Rivers of Steel/ Cities of Iron: Chicago Art Department and Present Tense: Excavating Braddock
EXCAVATING HISTORY is an umbrella term for exhibitions, publications, installations, and other actions in which EH artists work with public histories using research to generate and develop site-specific and site-responsive artworks, and to posit alternative futures. Braddock Pennsylvania is a distressed steel town outside Pittsburgh. It has a proud history and many assets, but it is facing severe challenges. The first Carnegie Library to open in the U.S. is there, as well as sites associated with steel¬making, mining and banking, labor organizing, education and river travel and commerce.
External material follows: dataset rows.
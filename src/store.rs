//! On-disk persistence of task result bundles.
//!
//! One JSON file per (task, mode), named from the output patterns. Writes go
//! through a temporary file and a rename so an interrupted sweep never leaves
//! a truncated checkpoint behind.

use crate::config::{EvalMode, OutputSettings};
use crate::table::TaskResultBundle;
use std::path::{Path, PathBuf};
use thiserror::Error;

/// Errors raised while reading or writing bundles
#[derive(Error, Debug)]
pub enum StoreError {
    #[error("No stored bundle at {0}")]
    NotFound(PathBuf),

    #[error("Invalid glob pattern: {0}")]
    Pattern(#[from] glob::PatternError),

    #[error("JSON error: {0}")]
    JsonError(#[from] serde_json::Error),

    #[error("IO error: {0}")]
    IoError(#[from] std::io::Error),
}

/// Bundle directory plus the file-name patterns
#[derive(Debug, Clone)]
pub struct ResultStore {
    output: OutputSettings,
}

impl ResultStore {
    /// Store rooted at `output.results_dir`
    #[must_use]
    pub const fn new(output: OutputSettings) -> Self {
        Self { output }
    }

    /// Results directory
    #[must_use]
    pub fn root(&self) -> &Path {
        &self.output.results_dir
    }

    /// File a bundle for `task_code` in `mode` is stored at
    #[must_use]
    pub fn path_for(&self, task_code: &str, mode: EvalMode) -> PathBuf {
        self.root().join(self.output.bundle_file(task_code, mode))
    }

    /// Write a bundle, replacing any previous one for the same task and mode
    ///
    /// # Errors
    ///
    /// Returns an error if the directory cannot be created or the file
    /// cannot be written.
    pub fn save(&self, bundle: &TaskResultBundle) -> Result<PathBuf, StoreError> {
        std::fs::create_dir_all(self.root())?;
        let path = self.path_for(&bundle.task_code, bundle.mode);
        let tmp = path.with_extension("json.tmp");
        std::fs::write(&tmp, serde_json::to_string_pretty(bundle)?)?;
        std::fs::rename(&tmp, &path)?;
        tracing::info!(task = %bundle.task, mode = %bundle.mode, path = %path.display(), "Bundle saved");
        Ok(path)
    }

    /// Read the bundle for `task_code` in `mode`
    ///
    /// # Errors
    ///
    /// Returns `NotFound` if no bundle was stored, or a parse error.
    pub fn load(&self, task_code: &str, mode: EvalMode) -> Result<TaskResultBundle, StoreError> {
        let path = self.path_for(task_code, mode);
        Self::load_path(&path)
    }

    /// Read a bundle from an explicit path
    ///
    /// # Errors
    ///
    /// Returns `NotFound` if the file does not exist, or a parse error.
    pub fn load_path(path: &Path) -> Result<TaskResultBundle, StoreError> {
        if !path.exists() {
            return Err(StoreError::NotFound(path.to_path_buf()));
        }
        let content = std::fs::read_to_string(path)?;
        Ok(serde_json::from_str(&content)?)
    }

    /// Every readable bundle in the results directory, sorted by file name
    ///
    /// Files that are not bundles are skipped with a warning.
    ///
    /// # Errors
    ///
    /// Returns an error if the directory cannot be listed.
    pub fn load_all(&self) -> Result<Vec<TaskResultBundle>, StoreError> {
        let pattern = self.root().join("*.json");
        let mut paths: Vec<PathBuf> = glob::glob(&pattern.to_string_lossy())?
            .filter_map(Result::ok)
            .collect();
        paths.sort();

        let mut bundles = Vec::with_capacity(paths.len());
        for path in paths {
            match Self::load_path(&path) {
                Ok(bundle) => bundles.push(bundle),
                Err(e) => tracing::warn!(path = %path.display(), error = %e, "Skipping unreadable bundle"),
            }
        }
        Ok(bundles)
    }
}
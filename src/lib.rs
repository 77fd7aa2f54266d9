//! # Molprop Bench
//!
//! Few-shot molecular property regression benchmark.
//!
//! Every trial draws one held-out molecule and a small labelled training set
//! from a seeded generator, fits a panel of classical regressors plus three
//! trivial baselines, and records the held-out prediction. Trials are then
//! reduced either per model to mean/std/median absolute error, or by pooling
//! every (true, predicted) pair into a single R².
//!
//! ## Protocol
//!
//! - Seed `s` selects the same split for every model, representation and
//!   external predictor, so results are directly comparable
//! - Features are standardised on the training rows of each trial only
//! - A model that fails to fit contributes a missing value, never a zero
//! - Missing values are ignored by aggregation; a table ranks them last
//!
//! ## Architecture
//!
//! ```text
//! Dataset (JSON lines: structure, targets, feature vectors)
//!        ↓
//! draw_trial(seed)  ──────────────────────────┐
//!        ↓                                    ↓
//! Scaler → Model panel + baselines     External predictor (CLI) → response log
//!        ↓                                    ↓
//! MAE / pooled R² aggregation          Numeric extraction → summary
//!        ↓                                    ↓
//! ResultTable ←────────── merge ──────────────┘
//!        ↓
//! TaskResultBundle (JSON, one per task and mode) → Report
//! ```

pub mod config;
pub mod dataset;
pub mod evaluator;
pub mod external;
pub mod metrics;
pub mod models;
pub mod preprocessing;
pub mod report;
pub mod runner;
pub mod sampling;
pub mod store;
pub mod table;

pub use config::{
    ConfigError, DatasetSettings, EvalMode, EvaluationSettings, ExperimentConfig, ModelSettings, OutputSettings,
};
pub use dataset::{DataError, Dataset, MoleculeRecord};
pub use evaluator::{
    evaluate_split, evaluate_trial, EvalError, ModelOutcome, TrialOutcome, BASELINES, LAST_VALUE_BASELINE,
    MEAN_BASELINE, RANDOM_BASELINE,
};
pub use external::{
    build_prompt, extract_numeric_prediction, format_examples, parse_response_log, run_external, summarize,
    summarize_mae, summarize_r2, valid_count, CommandPredictor, ExternalError, ExternalPrediction,
    ExternalPredictor, DEFAULT_PROMPT,
};
pub use metrics::{absolute_error, nan_mean, nan_median, nan_std, pooled_r2, MaeSummary};
pub use models::{FitError, ModelKind, ModelPanel, PanelEntry, Regressor};
pub use preprocessing::StandardScaler;
pub use report::{best_per_representation, flatten, min_ranks, Highlight, RankMatrix, RankMatrixRow, SummaryReport, SummaryRow};
pub use runner::{run_mae, run_r2, RunnerConfig, RunnerError, TaskRunner};
pub use sampling::{check_capacity, draw_trial, draw_trials, SamplingError, Trial};
pub use store::{ResultStore, StoreError};
pub use table::{merge_external, ExternalRows, ResultRow, ResultTable, Score, TableError, TaskResultBundle};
Despite the differences in scale, Chicago has much in common with Braddock: an industrial, immigrant, manufacturing past; a common interest in creative economies, urban farming and other manifestations of resourceful approaches to reinventing cities, while simultaneously struggling with gentrification, violence and educational, class and racial divides. Excavating History conducted a series of installations, workshops and participatory artworks with events and exhibitions taking place in both Chicago and Braddock.
The project in Braddock was anchored in UnSmoke, an established artists’ space and gallery, and there were projects at other sites throughout the town.
In Chicago, the exhibition is hosted by Chicago Art Department.